How to Get a Call Stack for an ETW Event

Turn a trace row into the code path that produced it.

A trace message tells you what happened; a call stack tells you how the code got there. ETW can record a stack walk with each event, and WppViewer Studio resolves those frames against your symbols and source so you can read them next to the message.

Why Stacks Help

For intermittent, noisy, or timing-sensitive driver issues, the message alone rarely pinpoints the cause. With a resolved stack you see which function chain reached the trace point, which makes it far faster to decide where to look next — without dropping into a separate kernel debugger session.

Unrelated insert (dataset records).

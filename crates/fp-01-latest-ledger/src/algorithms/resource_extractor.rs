//! Resource-Usage Extractor
//!
//! Smart-contract resource data lives in the v1 transaction extension. For a
//! fee-bump it lives on the wrapped transaction, one level down.

use shared_types::{FeeBumpInnerTx, SorobanTransactionData, TransactionEnvelope};

use crate::domain::value_objects::ResourceUsage;

/// Resource usage declared by `envelope`, or `None` for non-contract
/// transactions.
pub fn extract_resource_usage(envelope: &TransactionEnvelope) -> Option<ResourceUsage> {
    let data = match envelope {
        TransactionEnvelope::Tx(env) => env.tx.ext.soroban_data(),
        TransactionEnvelope::FeeBump(env) => match &env.tx.inner_tx {
            FeeBumpInnerTx::Tx(inner) => inner.tx.ext.soroban_data(),
        },
        // Legacy envelopes predate the extension.
        TransactionEnvelope::TxV0(_) => None,
    }?;

    Some(to_usage(data))
}

fn to_usage(data: &SorobanTransactionData) -> ResourceUsage {
    ResourceUsage {
        resource_fee: data.resource_fee,
        instructions: data.resources.instructions,
        read_bytes: data.resources.read_bytes,
        write_bytes: data.resources.write_bytes,
    }
}
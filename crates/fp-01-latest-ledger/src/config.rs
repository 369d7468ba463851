//! Configuration for the Latest-Ledger processor

use serde::{Deserialize, Serialize};
use serde_json::{Map, Value};

use crate::domain::errors::ConfigError;

/// Environment variable read by [`ProcessorConfig::from_env`].
pub const NETWORK_PASSPHRASE_ENV: &str = "FP_NETWORK_PASSPHRASE";

/// Processor configuration
#[derive(Clone, Debug, PartialEq, Eq, Serialize, Deserialize)]
pub struct ProcessorConfig {
    /// Passphrase of the network the ledgers belong to. Required.
    pub network_passphrase: String,
}

impl ProcessorConfig {
    /// Validated configuration for `network_passphrase`.
    pub fn new(network_passphrase: impl Into<String>) -> Result<Self, ConfigError> {
        let config = Self {
            network_passphrase: network_passphrase.into(),
        };
        config.validate()?;
        Ok(config)
    }

    /// Parse a JSON document such as `{"network_passphrase": "..."}`.
    pub fn from_json(config_json: &str) -> Result<Self, ConfigError> {
        let value: Value = serde_json::from_str(config_json)?;
        match value {
            Value::Object(map) => Self::from_map(&map),
            _ => Err(ConfigError::Parse("config must be a JSON object".to_string())),
        }
    }

    /// Read from a loosely typed host configuration map.
    pub fn from_map(config: &Map<String, Value>) -> Result<Self, ConfigError> {
        match config.get("network_passphrase") {
            None | Some(Value::Null) => Err(ConfigError::MissingNetworkPassphrase),
            Some(Value::String(passphrase)) => Self::new(passphrase.as_str()),
            Some(other) => Err(ConfigError::InvalidNetworkPassphrase {
                found: json_type_name(other),
            }),
        }
    }

    /// Read from `FP_NETWORK_PASSPHRASE`.
    pub fn from_env() -> Result<Self, ConfigError> {
        match std::env::var(NETWORK_PASSPHRASE_ENV) {
            Ok(passphrase) => Self::new(passphrase),
            Err(_) => Err(ConfigError::MissingNetworkPassphrase),
        }
    }

    pub fn validate(&self) -> Result<(), ConfigError> {
        if self.network_passphrase.trim().is_empty() {
            return Err(ConfigError::MissingNetworkPassphrase);
        }
        Ok(())
    }
}

fn json_type_name(value: &Value) -> &'static str {
    match value {
        Value::Null => "null",
        Value::Bool(_) => "bool",
        Value::Number(_) => "number",
        Value::String(_) => "string",
        Value::Array(_) => "array",
        Value::Object(_) => "object",
    }
}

Capture a Stack, Step by Step

  1. Use a licensed WppViewer Studio build. Stack inspection and kernel trace support are enabled in licensed Studio builds. The demo can show messages but disables stack dump and kernel stack support.
  2. Run WppViewer elevated. Stack-walk collection and kernel context depend on system-wide ETW logger features, so start WppViewer as administrator.
  3. Enable stack collection for the session. When you configure the trace session, turn on stack-walk collection so the logger records a stack with each qualifying event.
  4. Configure symbols and source paths. Add your symbol path or symbol server and the source tree so frames resolve to function names, files, and line numbers.
  5. Capture events and inspect the stack pane. Generate the events, select an event in the list, and read the resolved call stack in the stack pane alongside the message and source.

What Carries a Stack — and What Doesn't

Stack traces are available for ETW messages and DbgPrint events. Plain WPP messages do not generate stack data, so if you need stacks, instrument with ETW events or capture DbgPrint with kernel stack support enabled. For a complete, runnable example, see the EtwMessagesWithStack walkthrough, which builds a sample provider and shows messages, source, and stacks together.

Stack traces are available for ETW messages and DbgPrint events. WPP messages do not generate stack data.